The Hansard Monologues is the brainchild of Peter Frey, the former editor-in-chief of the Sydney Morning Herald and is written by Katie Pollock and Paul Daley. Hours of parliamentary speeches and tit-for-tat discussions have been condensed into a satisfying piece of theatre, directed by Tim Jones.
While some speeches seem plucked from the pages of a Shakespearean tragedy, other moments play out like a political blooper reel – there’s Mary Jo Fisher’s explanation of the carbon tax using the “Time Warp” (with dance moves to boot) and Cory Bernardi’s slippery-slope argument linking gay marriage to bestiality.
On opening night at Sydney’s Seymour Centre on Tuesday, The Hansard Monologues had a shaky start, with the three actors – David Roberts, Camilla Ah Kin and Tony Llewellyn-Jones – initially lacking the familiarity and ownership over the political speeches amassed in their lofty binders. The musical and lighting clues were also clunky, preventing the opening scene from establishing a sense of intensity or drama.

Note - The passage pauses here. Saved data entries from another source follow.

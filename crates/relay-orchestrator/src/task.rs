//! Extraction tasks and per-run options

use std::fmt;
use std::sync::Arc;
use std::time::Duration;

use relay_validation::ResponseSchema;
use tokio::time::Instant;

/// One structured-extraction request: which template to render and what shape
/// the reply must have
#[derive(Clone)]
pub struct Task {
    pub id: String,
    /// Prompt template name, resolved through the orchestrator's `PromptSource`
    pub template: String,
    pub schema: Arc<dyn ResponseSchema>,
}

impl Task {
    pub fn new<S>(id: impl Into<String>, template: impl Into<String>, schema: S) -> Self
    where
        S: ResponseSchema + 'static,
    {
        Self::with_shared_schema(id, template, Arc::new(schema))
    }

    pub fn with_shared_schema(
        id: impl Into<String>,
        template: impl Into<String>,
        schema: Arc<dyn ResponseSchema>,
    ) -> Self {
        Self {
            id: id.into(),
            template: template.into(),
            schema,
        }
    }
}

impl fmt::Debug for Task {
    fn fmt(&self, f: &mut fmt::Formatter<'_>) -> fmt::Result {
        f.debug_struct("Task")
            .field("id", &self.id)
            .field("template", &self.template)
            .finish_non_exhaustive()
    }
}

/// Per-run overrides
#[derive(Debug, Clone, Default)]
pub struct RunOptions {
    /// Restrict the run to these provider ids, in this order of preference
    pub providers: Option<Vec<String>>,
    /// Replace the configured budget for this run
    pub budget: Option<Duration>,
    /// Absolute deadline; wins over `budget` when both are set
    pub deadline: Option<Instant>,
}

impl RunOptions {
    #[must_use]
    pub fn new() -> Self {
        Self::default()
    }

    #[must_use]
    pub fn with_providers<I, S>(mut self, ids: I) -> Self
    where
        I: IntoIterator<Item = S>,
        S: Into<String>,
    {
        self.providers = Some(ids.into_iter().map(Into::into).collect());
        self
    }

    #[must_use]
    pub fn with_budget(mut self, budget: Duration) -> Self {
        self.budget = Some(budget);
        self
    }

    #[must_use]
    pub fn with_deadline(mut self, deadline: Instant) -> Self {
        self.deadline = Some(deadline);
        self
    }
}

The play picks up when a lectern is wheeled centre stage in a spotlight and the actors deliver speeches “from the heart”, followed by Julia Gillard and Tony Abbot’s face-off over the carbon tax. The monologues highlight the tension between policy and personality in an era where superficial sound bites dominate. It’s a rare treat to hear a political exchange without insufferable slogans like “axe the tax”.
The Hansard Monologues suggests that we will look back favourably on Julia Gillard’s leadership, aided by Ah Kin’s warm and sincere portrayal of the former prime minister. While Ah Kin nails Gillard’s ‘traffic cop’ open hand gestures, she lacks her fire in the belly and irrepressible passion during the misogyny speech.
The audience was in stitches at Tony Llewellyn-Jones’ caricature of Christopher Pyne, capturing the self-congratulatory politician in all his smug, snide, agonising glory.
The Hansard Monologues is perfect fodder for anyone with an interest in politics, media and performance, and couldn’t come at a better time than during the countdown to the federal election.
Performances: 25 July, Casula Powerhouse; 26 & 27 July, Seymour Centre.